*WHAT IS REQUIRED*:
Will you give every entry again exactly as it stands?

*DATA FOR THIS EXERCISE*:

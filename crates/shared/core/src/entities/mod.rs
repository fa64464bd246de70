mod client_id;
mod model_state;
mod order;
mod order_type;
mod side;

pub use client_id::ClientId;
pub use model_state::{Inventory, ModelState, PriceSnapshot};
pub use order::Order;
pub use order_type::OrderType;
pub use side::Side;
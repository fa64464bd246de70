//! Tiller Strategy Framework
//!
//! Builds the desired quote for each pulse out of small composable elements:
//! - A pricing element turns the model state into a bid and an ask
//! - Filter elements drop or adjust orders (inventory limits, tick/lot rounding)
//! - Any element may suppress quoting for the pulse, and that decision sticks
//!
//! ## Architecture
//!
//! ```text
//! ModelState ──► ┌──────────────────────────────────────────────┐
//!                │                 OrderChain                   │
//!                │  FixedSpread ──► InventoryLimit ──► Rounding │
//!                └──────────────────────┬───────────────────────┘
//!                                       │ Quote
//!                                       ▼
//!                                  MarketMaker
//! ```
//!
//! ## Usage
//!
//! ```rust,ignore
//! use tiller_strategy::{FixedSpreadElement, OrderChain, RoundingElement};
//!
//! let chain = OrderChain::new()
//!     .with(FixedSpreadElement::new(FixedSpreadConfig::default()))
//!     .with(RoundingElement::new(dec!(0.01), dec!(0.001)));
//! let quote = chain.desired_orders(&state)?;
//! ```

pub mod chain;
pub mod fixed_spread;
pub mod inventory_limit;
pub mod rounding;

// Re-export main types
pub use chain::{ChainElement, OrderChain};
pub use fixed_spread::{FixedSpreadConfig, FixedSpreadElement};
pub use inventory_limit::InventoryLimitElement;
pub use rounding::RoundingElement;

*EXERCISE SOLUTION*:
filename crates/shared/core/src/entities/mod.rs
repository fa64464bd246de70
mod client_id;
mod model_state;
mod order;
mod order_type;
mod side;

pub use client_id::ClientId;
pub use model_state::{Inventory, ModelState, PriceSnapshot};
pub use order::Order;
pub use order_type::OrderType;
pub use side::Side;
repository fa64464bd246de70
//! Tiller Strategy Framework
//!
//! Builds the desired quote for each pulse out of small composable elements:
//! - A pricing element turns the model state into a bid and an ask
//! - Filter elements drop or adjust orders (inventory limits, tick/lot rounding)
//! - Any element may suppress quoting for the pulse, and that decision sticks
//!
//! ## Architecture
//!
//! ```text
//! ModelState ──► ┌──────────────────────────────────────────────┐
//!                │                 OrderChain                   │
//!                │  FixedSpread ──► InventoryLimit ──► Rounding │
//!                └──────────────────────┬───────────────────────┘
//!                                       │ Quote
//!                                       ▼
//!                                  MarketMaker
//! ```
//!
//! ## Usage
//!
//! ```rust,ignore
//! use tiller_strategy::{FixedSpreadElement, OrderChain, RoundingElement};
//!
//! let chain = OrderChain::new()
//!     .with(FixedSpreadElement::new(FixedSpreadConfig::default()))
//!     .with(RoundingElement::new(dec!(0.01), dec!(0.001)));
//! let quote = chain.desired_orders(&state)?;
//! ```

pub mod chain;
pub mod fixed_spread;
pub mod inventory_limit;
pub mod rounding;

// Re-export main types
pub use chain::{ChainElement, OrderChain};
pub use fixed_spread::{FixedSpreadConfig, FixedSpreadElement};
pub use inventory_limit::InventoryLimitElement;
pub use rounding::RoundingElement;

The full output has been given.